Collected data
============
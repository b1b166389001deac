// Queue Index - ordered active membership, one list per (service, counter)
//
// The engine exclusively owns this structure. A single mutex serializes every
// index mutation; issuance additionally holds the guard across its storage
// transaction so concurrent issuances for one scope cannot compute the same
// position. The operational buffer in completion handling must never sleep
// while holding the guard.

use crate::domain::{CounterId, ServiceId, UserId};
use std::collections::HashMap;
use tokio::sync::{Mutex, MutexGuard};

/// Queue scope: positions are numbered per (service, counter) pair
pub type Scope = (ServiceId, CounterId);

/// In-memory ordered index of waiting users, created at process start and
/// never implicitly reset
#[derive(Default)]
pub struct QueueIndex {
    inner: Mutex<HashMap<Scope, Vec<UserId>>>,
}

impl QueueIndex {
    pub fn new() -> Self {
        Self::default()
    }

    /// Take the index lock. Mutations through the guard are atomic with
    /// respect to every other index mutation.
    pub async fn guard(&self) -> QueueIndexGuard<'_> {
        QueueIndexGuard {
            map: self.inner.lock().await,
        }
    }

    /// Remove the first occurrence of `user_id` from the scope's list.
    /// Removing an absent id is a no-op; returns whether anything was removed.
    pub async fn remove(&self, scope: Scope, user_id: UserId) -> bool {
        self.guard().await.remove(scope, user_id)
    }

    /// Current order of the scope's list
    pub async fn snapshot(&self, scope: Scope) -> Vec<UserId> {
        self.guard().await.snapshot(scope)
    }

    /// Move `user_id` to the front of the scope's list and return the
    /// resulting order. No-op (order returned unchanged) when absent.
    pub async fn promote_to_front(&self, scope: Scope, user_id: UserId) -> Vec<UserId> {
        self.guard().await.promote_to_front(scope, user_id)
    }
}

/// Locked view over the index
pub struct QueueIndexGuard<'a> {
    map: MutexGuard<'a, HashMap<Scope, Vec<UserId>>>,
}

impl QueueIndexGuard<'_> {
    /// Append to the end of the scope's list (insertion order)
    pub fn append(&mut self, scope: Scope, user_id: UserId) {
        self.map.entry(scope).or_default().push(user_id);
    }

    pub fn remove(&mut self, scope: Scope, user_id: UserId) -> bool {
        match self.map.get_mut(&scope) {
            Some(queue) => match queue.iter().position(|id| *id == user_id) {
                Some(idx) => {
                    queue.remove(idx);
                    true
                }
                None => false,
            },
            None => false,
        }
    }

    pub fn snapshot(&self, scope: Scope) -> Vec<UserId> {
        self.map.get(&scope).cloned().unwrap_or_default()
    }

    pub fn promote_to_front(&mut self, scope: Scope, user_id: UserId) -> Vec<UserId> {
        if let Some(queue) = self.map.get_mut(&scope) {
            if let Some(idx) = queue.iter().position(|id| *id == user_id) {
                let id = queue.remove(idx);
                queue.insert(0, id);
            }
            queue.clone()
        } else {
            Vec::new()
        }
    }
}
============
Task to complete —
Write out, exactly as given, the line containing "pub fn remove(&mut" and every line after it to the end of the records. Include nothing else.

The completed task —
    pub fn remove(&mut self, scope: Scope, user_id: UserId) -> bool {
        match self.map.get_mut(&scope) {
            Some(queue) => match queue.iter().position(|id| *id == user_id) {
                Some(idx) => {
                    queue.remove(idx);
                    true
                }
                None => false,
            },
            None => false,
        }
    }

    pub fn snapshot(&self, scope: Scope) -> Vec<UserId> {
        self.map.get(&scope).cloned().unwrap_or_default()
    }

    pub fn promote_to_front(&mut self, scope: Scope, user_id: UserId) -> Vec<UserId> {
        if let Some(queue) = self.map.get_mut(&scope) {
            if let Some(idx) = queue.iter().position(|id| *id == user_id) {
                let id = queue.remove(idx);
                queue.insert(0, id);
            }
            queue.clone()
        } else {
            Vec::new()
        }
    }
}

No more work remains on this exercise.